Cette série intitulée « Quelle soutenabilité pour la société moderne ? » traitera ce sujet au travers de quatre articles. Le premier sera consacré aux conditions matérielles, le deuxième aux nouveaux liens sociaux, le troisième à la structuration psychologique des individus, et enfin le quatrième aux enjeux énergétiques.

Chapitre I : Des conditions matérielles d’existence vulnérables

Chapitre III : La dépendance psychologique à la réalité matérielle actuelle

Cette série d’articles n’est pas prescriptrice. Elle a pour vocation l’identification des points de blocages et les injonctions contradictoires de nos sociétés faces aux enjeux de demain. Cette rapide synthèse a pour humble ambition de fournir à chaque citoyen les informations nécessaires à la structuration de solutions cohérentes et fonctionnelles.

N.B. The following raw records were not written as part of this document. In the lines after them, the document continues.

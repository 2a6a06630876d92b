//! Resume-after-reload cache of the client's booking state.
//!
//! The cache is advisory: whatever it holds is revalidated against the
//! server's session before it is shown again.

use super::controller::WizardStep;
use async_trait::async_trait;
use chrono::{DateTime, Utc};
use marquee_core::types::{ComboLine, OrderId, SeatId, SessionId, ShowtimeId, UserId};
use serde::{Deserialize, Serialize};
use std::collections::HashMap;
use std::path::PathBuf;
use thiserror::Error;
use tokio::sync::RwLock;

/// Cache failure.
#[derive(Debug, Clone, PartialEq, Eq, Error)]
pub enum CacheError {
    /// Storage could not be read or written
    #[error("cache io error: {0}")]
    Io(String),
    /// Stored entry is not a valid booking
    #[error("cache decode error: {0}")]
    Decode(String),
}

impl From<std::io::Error> for CacheError {
    fn from(error: std::io::Error) -> Self {
        Self::Io(error.to_string())
    }
}

impl From<serde_json::Error> for CacheError {
    fn from(error: serde_json::Error) -> Self {
        Self::Decode(error.to_string())
    }
}

/// Everything needed to resume a booking after a reload.
#[derive(Clone, Debug, PartialEq, Eq, Serialize, Deserialize)]
pub struct PersistedBooking {
    /// Showtime, the cache key
    pub showtime_id: ShowtimeId,
    /// Booking user
    pub user_id: UserId,
    /// Last known session
    pub session_id: Option<SessionId>,
    /// Selected seats
    pub seat_ids: Vec<SeatId>,
    /// Last known session expiry
    pub expires_at: Option<DateTime<Utc>>,
    /// Combo selection
    #[serde(default)]
    pub combos: Vec<ComboLine>,
    /// Promotion code typed so far
    #[serde(default)]
    pub promotion_code: Option<String>,
    /// Points the user wants to redeem
    #[serde(default)]
    pub loyalty_points: u64,
    /// Wizard step
    pub step: WizardStep,
    /// Order awaiting its outcome
    #[serde(default)]
    pub order_id: Option<OrderId>,
    /// When the entry was written
    pub saved_at: DateTime<Utc>,
}

/// Storage of [`PersistedBooking`]s keyed by showtime.
#[async_trait]
pub trait SessionCache: Send + Sync {
    /// Stored booking for a showtime.
    ///
    /// # Errors
    ///
    /// Storage or decode failures.
    async fn load(&self, showtime_id: ShowtimeId) -> Result<Option<PersistedBooking>, CacheError>;

    /// Store a booking, replacing the previous one of its showtime.
    ///
    /// # Errors
    ///
    /// Storage failures.
    async fn save(&self, booking: &PersistedBooking) -> Result<(), CacheError>;

    /// Forget a showtime.
    ///
    /// # Errors
    ///
    /// Storage failures.
    async fn clear(&self, showtime_id: ShowtimeId) -> Result<(), CacheError>;
}

/// Cache kept in memory.
#[derive(Debug, Default)]
pub struct InMemorySessionCache {
    entries: RwLock<HashMap<ShowtimeId, PersistedBooking>>,
}

impl InMemorySessionCache {
    /// Creates an empty cache
    #[must_use]
    pub fn new() -> Self {
        Self::default()
    }
}

#[async_trait]
impl SessionCache for InMemorySessionCache {
    async fn load(&self, showtime_id: ShowtimeId) -> Result<Option<PersistedBooking>, CacheError> {
        Ok(self.entries.read().await.get(&showtime_id).cloned())
    }

    async fn save(&self, booking: &PersistedBooking) -> Result<(), CacheError> {
        self.entries
            .write()
            .await
            .insert(booking.showtime_id, booking.clone());
        Ok(())
    }

    async fn clear(&self, showtime_id: ShowtimeId) -> Result<(), CacheError> {
        self.entries.write().await.remove(&showtime_id);
        Ok(())
    }
}

/// Cache with one JSON file per showtime under a directory.
#[derive(Clone, Debug)]
pub struct JsonFileSessionCache {
    dir: PathBuf,
}

impl JsonFileSessionCache {
    /// Creates a cache writing under `dir`; the directory is created on first save
    #[must_use]
    pub fn new(dir: impl Into<PathBuf>) -> Self {
        Self { dir: dir.into() }
    }

    fn path(&self, showtime_id: ShowtimeId) -> PathBuf {
        self.dir.join(format!("booking-{showtime_id}.json"))
    }
}

#[async_trait]
impl SessionCache for JsonFileSessionCache {
    async fn load(&self, showtime_id: ShowtimeId) -> Result<Option<PersistedBooking>, CacheError> {
        match tokio::fs::read(self.path(showtime_id)).await {
            Ok(bytes) => Ok(Some(serde_json::from_slice(&bytes)?)),
            Err(e) if e.kind() == std::io::ErrorKind::NotFound => Ok(None),
            Err(e) => Err(e.into()),
        }
    }

    async fn save(&self, booking: &PersistedBooking) -> Result<(), CacheError> {
        tokio::fs::create_dir_all(&self.dir).await?;
        let bytes = serde_json::to_vec_pretty(booking)?;
        let path = self.path(booking.showtime_id);
        let tmp = path.with_extension("json.tmp");
        tokio::fs::write(&tmp, bytes).await?;
        tokio::fs::rename(&tmp, &path).await?;
        Ok(())
    }

    async fn clear(&self, showtime_id: ShowtimeId) -> Result<(), CacheError> {
        match tokio::fs::remove_file(self.path(showtime_id)).await {
            Err(e) if e.kind() != std::io::ErrorKind::NotFound => Err(e.into()),
            _ => Ok(()),
        }
    }
}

Chapitre II : Les nouveaux liens sociaux face à la continuité d’activité des secteurs essentiels

Les nouveaux liens sociaux de nos société sont-ils adaptés à des conditions matérielles modifiées ? Quel est sa résilience face aux crises ?

Les liens sociaux ont beaucoup évolué en conséquence des bouleversements de nos conditions de vie, évoqués jusqu’ici.  Ils ne reposent plus sur les mêmes fondements aujourd’hui qu’autrefois.

Le collectif n’a donc plus le même poids sur la vie et l’imaginaire des individus. « La bouche à nourrir » n’est plus un concept valide, car la part de chacun dans la survie du groupe n’a plus la même importance, nous l’avons vu. Dans ce contexte, les individus ne se sentent plus autant redevables et comptables les uns des autres. Les liens sociaux ne sont plus prédéterminés et nécessaires, mais choisis.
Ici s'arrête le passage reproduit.